FUSE turns 30

Friends United for a Safe Environment will commemorate its 30th anniversary today at 6 p.m. with a program focusing on the group's accomplishments and recognition of members who have passed on.

Since May 1988, the nonprofit group has worked to educate the public in environmental issues and serve as a watchdog for the community.

Dr. Jim Presley, FUSE president, said the journey hasn't always been an easy one.

"At times it's been topsy turvy," he said. "There are times some of us in FUSE have spent more time in some of these areas on the issues than with our own family. Very often, it required travel virtually over Texas and Arkansas." He said they even traveled to Baton Rouge, La. and St. Louis, Mo. for conferences.

"It's been rewarding in that there is some satisfaction in seeing that what you've done or tried to do has been helpful to other people," Presley said.

The group worked to have Texarkana's Carver Terrace neighborhood, which consisted of 78 black families, declared a Superfund site by the Environmental Protection Agency. The neighborhood had been built on the site of a former creosote plant. Families had long been getting strange illnesses, cancers and suffering headaches and miscarriages and knew something was wrong.

FUSE was instrumental in working with Texas Rep. Jim Chapman, who was chairman of the EPA committee at that time, to have it declared a Superfund site so residents could be bought out and not live in toxicity.
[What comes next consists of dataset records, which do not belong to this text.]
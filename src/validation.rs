//! Input validation for timetable generation.
//!
//! Checks structural integrity of the course catalog and the grid layout
//! before generation. Detects:
//! - Duplicate course codes
//! - Courses without offerings, offerings without codes
//! - Slot codes the layout never maps
//! - Course codes that would be confused with one another
//! - Layout rows of the wrong length, missing days, inconsistent lunch
//!
//! Validation is advisory: the generator runs on unvalidated input, with
//! unknown codes handled per [`UnknownCodePolicy`](crate::config::UnknownCodePolicy).

use std::collections::{BTreeSet, HashSet};

use crate::index::SlotMappingIndex;
use crate::models::{split_codes, Course, Day, GridLayout, COLUMNS_PER_DAY};

/// Validation result.
pub type ValidationResult = Result<(), Vec<ValidationError>>;

/// A validation error.
#[derive(Debug, Clone, PartialEq)]
pub struct ValidationError {
    /// Error category.
    pub kind: ValidationErrorKind,
    /// Human-readable description.
    pub message: String,
}

/// Categories of validation errors.
#[derive(Debug, Clone, PartialEq, Eq)]
pub enum ValidationErrorKind {
    /// Two courses share a code.
    DuplicateCourseCode,
    /// A course has no slot combinations.
    EmptyCourse,
    /// A slot combination lists no codes.
    EmptySlotCode,
    /// A slot code has no cell in the layout.
    UnknownSlotCode,
    /// One course code extends another by something other than the lab suffix.
    AmbiguousLabel,
    /// A day row does not have the expected number of columns.
    WrongColumnCount,
    /// A day has no row.
    MissingDay,
    /// Non-schedulable columns differ between days.
    InconsistentLunch,
}

impl ValidationError {
    fn new(kind: ValidationErrorKind, message: impl Into<String>) -> Self {
        Self {
            kind,
            message: message.into(),
        }
    }
}

/// Validates a course catalog against a slot mapping index.
///
/// Checks:
/// 1. No duplicate course codes (case-insensitive)
/// 2. Every course has at least one slot combination
/// 3. Every slot combination lists at least one code
/// 4. Every slot code is mapped by the index
/// 5. No course code is a prefix of another unless the remainder is
///    exactly `lab_suffix`
///
/// # Returns
/// `Ok(())` if all checks pass, `Err(errors)` with all detected issues.
pub fn validate_catalog(
    courses: &[Course],
    index: &SlotMappingIndex,
    lab_suffix: &str,
) -> ValidationResult {
    let mut errors = Vec::new();

    let mut codes = HashSet::new();
    for course in courses {
        if !codes.insert(course.code.to_ascii_uppercase()) {
            errors.push(ValidationError::new(
                ValidationErrorKind::DuplicateCourseCode,
                format!("Duplicate course code: {}", course.code),
            ));
        }

        if course.slot_combinations.is_empty() {
            errors.push(ValidationError::new(
                ValidationErrorKind::EmptyCourse,
                format!("Course '{}' has no slot combinations", course.code),
            ));
        }

        let mut unknown = BTreeSet::new();
        for combo in &course.slot_combinations {
            let parts = split_codes(&combo.slot_code);
            if parts.is_empty() {
                errors.push(ValidationError::new(
                    ValidationErrorKind::EmptySlotCode,
                    format!(
                        "Course '{}' slot combination {} has no slot codes",
                        course.code, combo.id
                    ),
                ));
            }
            unknown.extend(index.unknown_codes(&parts));
        }
        for code in unknown {
            errors.push(ValidationError::new(
                ValidationErrorKind::UnknownSlotCode,
                format!("Course '{}' uses unmapped slot code '{code}'", course.code),
            ));
        }
    }

    errors.extend(ambiguous_labels(courses, lab_suffix));

    if errors.is_empty() {
        Ok(())
    } else {
        Err(errors)
    }
}

/// Finds course codes that extend another course code by anything other
/// than the lab suffix.
fn ambiguous_labels(courses: &[Course], lab_suffix: &str) -> Vec<ValidationError> {
    let suffix = lab_suffix.to_ascii_uppercase();
    let mut codes: Vec<String> = courses.iter().map(|c| c.code.to_ascii_uppercase()).collect();
    codes.sort_unstable();
    codes.dedup();

    let mut errors = Vec::new();
    for (i, short) in codes.iter().enumerate() {
        // Sorted order puts every extension of `short` right after it.
        for long in codes[i + 1..].iter().take_while(|c| c.starts_with(short.as_str())) {
            if long[short.len()..] != suffix {
                errors.push(ValidationError::new(
                    ValidationErrorKind::AmbiguousLabel,
                    format!("Course code '{long}' extends '{short}'"),
                ));
            }
        }
    }
    errors
}

/// Validates a grid layout.
///
/// Checks:
/// 1. Every day of the week has a row
/// 2. Every row has [`COLUMNS_PER_DAY`] cells
/// 3. Non-schedulable columns are the same on every day
pub fn validate_layout(layout: &GridLayout) -> ValidationResult {
    let mut errors = Vec::new();

    let defined: HashSet<Day> = layout.rows().map(|(day, _)| day).collect();
    for day in Day::ALL {
        if !defined.contains(&day) {
            errors.push(ValidationError::new(
                ValidationErrorKind::MissingDay,
                format!("Layout has no row for {day}"),
            ));
        }
    }

    let mut lunch: Option<(Day, Vec<usize>)> = None;
    for (day, row) in layout.rows() {
        if row.len() != COLUMNS_PER_DAY {
            errors.push(ValidationError::new(
                ValidationErrorKind::WrongColumnCount,
                format!("{day} has {} columns, expected {COLUMNS_PER_DAY}", row.len()),
            ));
        }

        let columns: Vec<usize> = row
            .iter()
            .enumerate()
            .filter(|(_, cell)| !cell.is_schedulable())
            .map(|(column, _)| column)
            .collect();
        match &lunch {
            None => lunch = Some((day, columns)),
            Some((first, expected)) if *expected != columns => {
                errors.push(ValidationError::new(
                    ValidationErrorKind::InconsistentLunch,
                    format!("{day} breaks at {columns:?}, {first} at {expected:?}"),
                ));
            }
            Some(_) => {}
        }
    }

    if errors.is_empty() {
        Ok(())
    } else {
        Err(errors)
    }
}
"Even when you succeed at one of these, you can't call it a great victory," he said. "Like at Carver Terrace, so many were already poisoned."

FUSE has worked collaboratively with people on environmental problems and has helped a lot of change over the past 30 years, he added.

"Our main mission is education of the public on environmental safety and environmental protection and to let them know that can be done in many different ways, through programs and actual work on the ground," he said.

The program will focus on Carver Terrace, the former Western Waste landfill in Miller County, the Texarkana Wood Superfund site and the proposed construction of the Marvin Nichols Reservoir.

Cake and coffee will be served and the public is invited to attend.

The meeting will be held at the Texarkana Public Library, 600 W. 3rd Street, Texarkana, Texas.